● **Problem**
Each line below that contains the word "what" must be copied.

● **Data for review**
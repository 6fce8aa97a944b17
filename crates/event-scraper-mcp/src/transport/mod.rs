//! Transport layer for MCP communication.

pub mod framing;
#[cfg(feature = "http")]
pub mod http;
pub mod stdio;

#[cfg(feature = "http")]
pub use http::HttpTransport;
pub use stdio::StdioTransport;
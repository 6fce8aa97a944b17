//! MCP request parameter types.

use serde::{Deserialize, Serialize};
use serde_json::Value;

use super::message::RequestId;

#[derive(Debug, Clone, Serialize, Deserialize)]
pub struct ToolCallParams {
    pub name: String,
    #[serde(default)]
    pub arguments: Option<Value>,
}

/// Params of `notifications/cancelled`.
#[derive(Debug, Clone, Serialize, Deserialize)]
pub struct CancelRequestParams {
    #[serde(rename = "requestId")]
    pub request_id: RequestId,
    #[serde(default, skip_serializing_if = "Option::is_none")]
    pub reason: Option<String>,
}
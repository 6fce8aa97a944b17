//! Eventful event pages.

use scraper::Html;

use super::UrlParts;
use crate::extract::dom::meta_property;
use crate::types::Event;

pub(super) fn matches(url: &UrlParts) -> bool {
    url.host_is("eventful.com")
}

pub(super) fn extract_dom(document: &Html, url: &str) -> Event {
    let mut event = Event::new(url);
    event.title = meta_property(document, "og:title");
    event.description = meta_property(document, "og:description");
    event.images = meta_property(document, "og:image").into_iter().collect();
    event
}
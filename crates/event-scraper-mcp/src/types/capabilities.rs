//! MCP capability and initialization types.

use serde::{Deserialize, Serialize};
use std::collections::HashMap;

pub const MCP_VERSION: &str = "2024-11-05";
pub const SERVER_NAME: &str = "event-scraper-mcp";
pub const SERVER_VERSION: &str = env!("CARGO_PKG_VERSION");

#[derive(Debug, Clone, Serialize, Deserialize)]
pub struct Implementation {
    pub name: String,
    pub version: String,
}

#[derive(Debug, Clone, Default, Serialize, Deserialize)]
pub struct ClientCapabilities {
    #[serde(default, skip_serializing_if = "Option::is_none")]
    pub experimental: Option<HashMap<String, serde_json::Value>>,
    #[serde(default, skip_serializing_if = "Option::is_none")]
    pub roots: Option<RootsCapability>,
}

#[derive(Debug, Clone, Default, Serialize, Deserialize)]
pub struct ServerCapabilities {
    #[serde(default, skip_serializing_if = "Option::is_none")]
    pub experimental: Option<HashMap<String, serde_json::Value>>,
    #[serde(default, skip_serializing_if = "Option::is_none")]
    pub tools: Option<ToolsCapability>,
}

#[derive(Debug, Clone, Default, Serialize, Deserialize)]
pub struct RootsCapability {
    #[serde(default)]
    pub list_changed: bool,
}

#[derive(Debug, Clone, Default, Serialize, Deserialize)]
pub struct ToolsCapability {
    #[serde(default)]
    pub list_changed: bool,
}

#[derive(Debug, Clone, Serialize, Deserialize)]
#[serde(rename_all = "camelCase")]
pub struct InitializeParams {
    pub protocol_version: String,
    #[serde(default)]
    pub capabilities: ClientCapabilities,
    pub client_info: Implementation,
}

#[derive(Debug, Clone, Serialize, Deserialize)]
#[serde(rename_all = "camelCase")]
pub struct InitializeResult {
    pub protocol_version: String,
    pub capabilities: ServerCapabilities,
    pub server_info: Implementation,
    #[serde(default, skip_serializing_if = "Option::is_none")]
    pub instructions: Option<String>,
}

impl ServerCapabilities {
    pub fn default_capabilities() -> Self {
        Self {
            experimental: None,
            tools: Some(ToolsCapability {
                list_changed: false,
            }),
        }
    }
}

impl InitializeResult {
    pub fn default_result() -> Self {
        Self {
            protocol_version: MCP_VERSION.to_string(),
            capabilities: ServerCapabilities::default_capabilities(),
            server_info: Implementation {
                name: SERVER_NAME.to_string(),
                version: SERVER_VERSION.to_string(),
            },
            instructions: Some(
                "Event Scraper MCP server extracts structured event details \
                 (title, dates, location, price, organizer, images) from event page URLs. \
                 Use scrapeEventPage to scrape a page and detectSiteAdapter to see which \
                 platform adapter a URL would use."
                    .to_string(),
            ),
        }
    }
}
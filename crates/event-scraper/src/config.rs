//! Pipeline configuration and environment resolution.

use std::path::PathBuf;
use std::time::Duration;

use serde::{Deserialize, Serialize};

pub const DEFAULT_USER_AGENT: &str =
    "Mozilla/5.0 (compatible; EventScraperMCP/1.0; +https://example.com/bot)";

pub const ENV_USER_AGENT: &str = "SCRAPER_USER_AGENT";
pub const ENV_REQUEST_TIMEOUT: &str = "SCRAPER_REQUEST_TIMEOUT";
pub const ENV_RENDER_TIMEOUT: &str = "SCRAPER_RENDER_TIMEOUT";
pub const ENV_RENDER_SETTLE_MS: &str = "SCRAPER_RENDER_SETTLE_MS";
pub const ENV_CHROMIUM_PATH: &str = "SCRAPER_CHROMIUM_PATH";

/// Settings for one [`EventScraper`](crate::EventScraper).
#[derive(Debug, Clone, PartialEq, Serialize, Deserialize)]
#[serde(default)]
pub struct ScraperConfig {
    /// User-Agent sent by the static fetcher and the renderer.
    pub user_agent: String,
    /// Bound on the whole static fetch (connect, headers, body).
    pub static_timeout: Duration,
    /// Bound on the whole render (context setup, navigation, settle, read).
    pub render_timeout: Duration,
    /// Extra wait after navigation for late scripts to populate the DOM.
    pub render_settle: Duration,
    /// Explicit Chromium binary; discovered on PATH when absent.
    pub chromium_path: Option<PathBuf>,
    /// Cap on images collected by the heuristic extractor.
    pub max_images: usize,
}

impl Default for ScraperConfig {
    fn default() -> Self {
        Self {
            user_agent: DEFAULT_USER_AGENT.to_string(),
            static_timeout: Duration::from_secs(15),
            render_timeout: Duration::from_secs(30),
            render_settle: Duration::from_millis(2000),
            chromium_path: None,
            max_images: 5,
        }
    }
}

impl ScraperConfig {
    /// Defaults overlaid with `SCRAPER_*` environment variables.
    pub fn from_env() -> Self {
        Self::from_lookup(|key| std::env::var(key).ok())
    }

    /// Defaults overlaid with values from an arbitrary key lookup.
    ///
    /// Unparsable values are ignored with a warning.
    pub fn from_lookup<F>(lookup: F) -> Self
    where
        F: Fn(&str) -> Option<String>,
    {
        let mut config = Self::default();

        if let Some(ua) = lookup(ENV_USER_AGENT).filter(|v| !v.trim().is_empty()) {
            config.user_agent = ua;
        }
        if let Some(raw) = lookup(ENV_REQUEST_TIMEOUT) {
            match parse_seconds(&raw) {
                Some(d) => config.static_timeout = d,
                None => tracing::warn!("ignoring invalid {ENV_REQUEST_TIMEOUT}={raw:?}"),
            }
        }
        if let Some(raw) = lookup(ENV_RENDER_TIMEOUT) {
            match parse_seconds(&raw) {
                Some(d) => config.render_timeout = d,
                None => tracing::warn!("ignoring invalid {ENV_RENDER_TIMEOUT}={raw:?}"),
            }
        }
        if let Some(raw) = lookup(ENV_RENDER_SETTLE_MS) {
            match raw.trim().parse::<u64>() {
                Ok(ms) => config.render_settle = Duration::from_millis(ms),
                Err(_) => tracing::warn!("ignoring invalid {ENV_RENDER_SETTLE_MS}={raw:?}"),
            }
        }
        if let Some(path) = lookup(ENV_CHROMIUM_PATH).filter(|v| !v.trim().is_empty()) {
            config.chromium_path = Some(PathBuf::from(path));
        }

        config
    }

    pub fn with_static_timeout(mut self, timeout: Duration) -> Self {
        self.static_timeout = timeout;
        self
    }

    pub fn with_render_timeout(mut self, timeout: Duration) -> Self {
        self.render_timeout = timeout;
        self
    }

    pub fn with_render_settle(mut self, settle: Duration) -> Self {
        self.render_settle = settle;
        self
    }
}

/// Parse a positive, finite number of seconds ("15", "2.5").
fn parse_seconds(raw: &str) -> Option<Duration> {
    let secs: f64 = raw.trim().parse().ok()?;
    if secs <= 0.0 {
        return None;
    }
    Duration::try_from_secs_f64(secs).ok()
}
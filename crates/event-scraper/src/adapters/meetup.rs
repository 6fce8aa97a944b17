//! Meetup event pages.

use std::sync::OnceLock;

use regex::Regex;
use scraper::Html;

use super::UrlParts;
use crate::extract::dom::{meta_property, text_by_class_pattern, time_datetimes};
use crate::types::Event;

/// Meetup domain with an `events` path segment. Group pages (`/group-name/`)
/// are not events.
pub(super) fn matches(url: &UrlParts) -> bool {
    url.host_is("meetup.com") && url.has_segment("events")
}

fn title_class() -> &'static Regex {
    static RE: OnceLock<Regex> = OnceLock::new();
    RE.get_or_init(|| Regex::new(r"(?i)eventTitle").expect("title class regex is valid"))
}

pub(super) fn extract_dom(document: &Html, url: &str) -> Event {
    let mut event = Event::new(url);
    event.title = text_by_class_pattern(document, "h1", title_class());
    event.description = meta_property(document, "og:description");
    event.start = time_datetimes(document).into_iter().next();
    event.images = meta_property(document, "og:image").into_iter().collect();
    event
}
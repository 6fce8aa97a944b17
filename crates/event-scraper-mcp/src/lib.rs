//! Event Scraper MCP Server: structured event data for LLM agents.

pub mod config;
pub mod protocol;
pub mod tools;
pub mod transport;
pub mod types;

pub use config::{resolve_listen_addr, resolve_token};
pub use protocol::ProtocolHandler;
pub use transport::StdioTransport;
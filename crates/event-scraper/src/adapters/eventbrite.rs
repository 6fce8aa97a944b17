//! Eventbrite event pages.

use std::sync::OnceLock;

use regex::Regex;
use scraper::Html;

use super::UrlParts;
use crate::extract::dom::{meta_property, text_by_class_or_id, text_by_class_pattern, time_datetimes};
use crate::types::Event;

const DOMAINS: &[&str] = &[
    "eventbrite.com",
    "eventbrite.ca",
    "eventbrite.co.uk",
    "eventbrite.ie",
    "eventbrite.com.au",
    "eventbrite.co.nz",
    "eventbrite.com.mx",
    "eventbrite.com.br",
    "eventbrite.com.ar",
    "eventbrite.cl",
    "eventbrite.com.pe",
    "eventbrite.co",
    "eventbrite.de",
    "eventbrite.fr",
    "eventbrite.es",
    "eventbrite.it",
    "eventbrite.nl",
    "eventbrite.be",
    "eventbrite.at",
    "eventbrite.ch",
    "eventbrite.pt",
    "eventbrite.dk",
    "eventbrite.se",
    "eventbrite.fi",
    "eventbrite.sg",
    "eventbrite.hk",
];

pub(super) fn matches(url: &UrlParts) -> bool {
    url.host_is_any(DOMAINS)
}

fn title_class() -> &'static Regex {
    static RE: OnceLock<Regex> = OnceLock::new();
    RE.get_or_init(|| Regex::new(r"(?i)eventTitle").expect("title class regex is valid"))
}

/// Eventbrite publishes `event:start_time`/`event:end_time` meta properties
/// alongside OpenGraph; `<time>` elements cover older layouts.
pub(super) fn extract_dom(document: &Html, url: &str) -> Event {
    let mut times = time_datetimes(document).into_iter();
    let mut event = Event::new(url);
    event.title = text_by_class_pattern(document, "h1", title_class())
        .or_else(|| meta_property(document, "og:title"));
    event.description = meta_property(document, "og:description");
    event.start = meta_property(document, "event:start_time").or_else(|| times.next());
    event.end = meta_property(document, "event:end_time").or_else(|| times.next());
    event.location = text_by_class_or_id(document, &["location"], 3);
    event.images = meta_property(document, "og:image").into_iter().collect();
    event
}
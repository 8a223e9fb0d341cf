//! Scripted in-memory transport for engine tests

use std::sync::Mutex;

use anyhow::{Result, bail};
use async_trait::async_trait;

use crate::api::transport::{
    BatchReadRequest, BatchReadResponse, BatchUpdateRequest, BatchUpdateResponse, RawRow, ReadBack,
    RowTransport, WriteAck, WriteFailure,
};

use super::columns::ColumnMap;
use super::dispatch::AcceptedCell;
use super::record::NaturalKey;
use super::tracker::DirtyCell;
use super::value::{CellValue, EditableField};

enum WriteScript {
    AckAll,
    AckExcept(Vec<(NaturalKey, EditableField, String)>),
    Error(String),
}

enum ReadScript {
    /// Read back exactly what the check expected (a clean write)
    Echo,
    /// Keyed by (natural key string, field); unlisted cells read back empty
    Values(Vec<(String, EditableField, Option<String>)>),
    Error(String),
}

/// Transport whose responses are programmed up front and whose requests are
/// captured for assertions.
pub struct ScriptedTransport {
    write: WriteScript,
    read: ReadScript,
    rows: Vec<RawRow>,
    update_requests: Mutex<Vec<BatchUpdateRequest>>,
    read_requests: Mutex<Vec<BatchReadRequest>>,
}

impl ScriptedTransport {
    fn new(write: WriteScript, read: ReadScript) -> Self {
        Self {
            write,
            read,
            rows: Vec::new(),
            update_requests: Mutex::new(Vec::new()),
            read_requests: Mutex::new(Vec::new()),
        }
    }

    /// Acknowledge every write; read back exactly what was written
    pub fn ack_all() -> Self {
        Self::new(WriteScript::AckAll, ReadScript::Echo)
    }

    /// Acknowledge all but the listed cells, which fail with the given reason
    pub fn ack_except(failures: Vec<(NaturalKey, EditableField, &str)>) -> Self {
        Self::new(
            WriteScript::AckExcept(
                failures
                    .into_iter()
                    .map(|(k, f, r)| (k, f, r.to_string()))
                    .collect(),
            ),
            ReadScript::Echo,
        )
    }

    /// Every write attempt fails at the transport level
    pub fn write_error(reason: &str) -> Self {
        Self::new(WriteScript::Error(reason.to_string()), ReadScript::Echo)
    }

    /// Acknowledge all writes; read back the scripted cell contents
    pub fn reads(values: Vec<(&str, EditableField, Option<&str>)>) -> Self {
        Self::new(
            WriteScript::AckAll,
            ReadScript::Values(
                values
                    .into_iter()
                    .map(|(k, f, v)| (k.to_string(), f, v.map(str::to_string)))
                    .collect(),
            ),
        )
    }

    /// Acknowledge all writes; every read attempt fails
    pub fn read_error(reason: &str) -> Self {
        Self::new(WriteScript::AckAll, ReadScript::Error(reason.to_string()))
    }

    /// Replace the read script with explicit cell contents (unlisted cells
    /// read back empty)
    pub fn with_reads(mut self, values: Vec<(&str, EditableField, Option<&str>)>) -> Self {
        self.read = ReadScript::Values(
            values
                .into_iter()
                .map(|(k, f, v)| (k.to_string(), f, v.map(str::to_string)))
                .collect(),
        );
        self
    }

    /// Rows returned by the load path
    pub fn with_rows(mut self, rows: Vec<RawRow>) -> Self {
        self.rows = rows;
        self
    }

    pub fn update_requests(&self) -> Vec<BatchUpdateRequest> {
        self.update_requests.lock().unwrap().clone()
    }

    pub fn read_requests(&self) -> Vec<BatchReadRequest> {
        self.read_requests.lock().unwrap().clone()
    }
}

#[async_trait]
impl RowTransport for ScriptedTransport {
    async fn fetch_rows(&self, _tab: &str) -> Result<Vec<RawRow>> {
        Ok(self.rows.clone())
    }

    async fn batch_update(&self, request: BatchUpdateRequest) -> Result<BatchUpdateResponse> {
        self.update_requests.lock().unwrap().push(request.clone());
        match &self.write {
            WriteScript::Error(reason) => bail!("{}", reason),
            WriteScript::AckAll => Ok(BatchUpdateResponse {
                succeeded: request
                    .updates
                    .into_iter()
                    .map(|u| WriteAck {
                        natural_key: u.natural_key,
                        field: u.field,
                        value: u.value,
                        address: u.address,
                    })
                    .collect(),
                failed: Vec::new(),
            }),
            WriteScript::AckExcept(failures) => {
                let mut response = BatchUpdateResponse::default();
                for update in request.updates {
                    match failures
                        .iter()
                        .find(|(k, f, _)| *k == update.natural_key && *f == update.field)
                    {
                        Some((_, _, reason)) => response.failed.push(WriteFailure {
                            natural_key: update.natural_key,
                            field: update.field,
                            reason: reason.clone(),
                        }),
                        None => response.succeeded.push(WriteAck {
                            natural_key: update.natural_key,
                            field: update.field,
                            value: update.value,
                            address: update.address,
                        }),
                    }
                }
                Ok(response)
            }
        }
    }

    async fn batch_read(&self, request: BatchReadRequest) -> Result<BatchReadResponse> {
        self.read_requests.lock().unwrap().push(request.clone());
        match &self.read {
            ReadScript::Error(reason) => bail!("{}", reason),
            ReadScript::Echo => {
                let reads = request
                    .checks
                    .into_iter()
                    .map(|check| {
                        let wire = check.expected.to_wire();
                        ReadBack {
                            natural_key: check.natural_key,
                            field: check.field,
                            raw: if wire.is_empty() { None } else { Some(wire) },
                        }
                    })
                    .collect();
                Ok(BatchReadResponse { reads })
            }
            ReadScript::Values(values) => {
                let reads = request
                    .checks
                    .into_iter()
                    .map(|check| {
                        let raw = values
                            .iter()
                            .find(|(k, f, _)| k == check.natural_key.as_str() && *f == check.field)
                            .and_then(|(_, _, raw)| raw.clone());
                        ReadBack {
                            natural_key: check.natural_key,
                            field: check.field,
                            raw,
                        }
                    })
                    .collect();
                Ok(BatchReadResponse { reads })
            }
        }
    }
}

/// Build an accepted cell with a default-column address, for verify tests
pub fn accepted_cell(
    order_no: &str,
    barcode: &str,
    field: EditableField,
    raw: &str,
    row: u32,
) -> AcceptedCell {
    let key = NaturalKey::from_parts(order_no, barcode).unwrap();
    let pending = CellValue::from_edit(field.kind(), raw).unwrap();
    let address = ColumnMap::default().resolve("Orders", field, row).unwrap();
    AcceptedCell {
        cell: DirtyCell {
            key,
            field,
            pending,
        },
        address,
    }
}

● **Result**
    /// Read back exactly what the check expected (a clean write)
    /// Acknowledge every write; read back exactly what was written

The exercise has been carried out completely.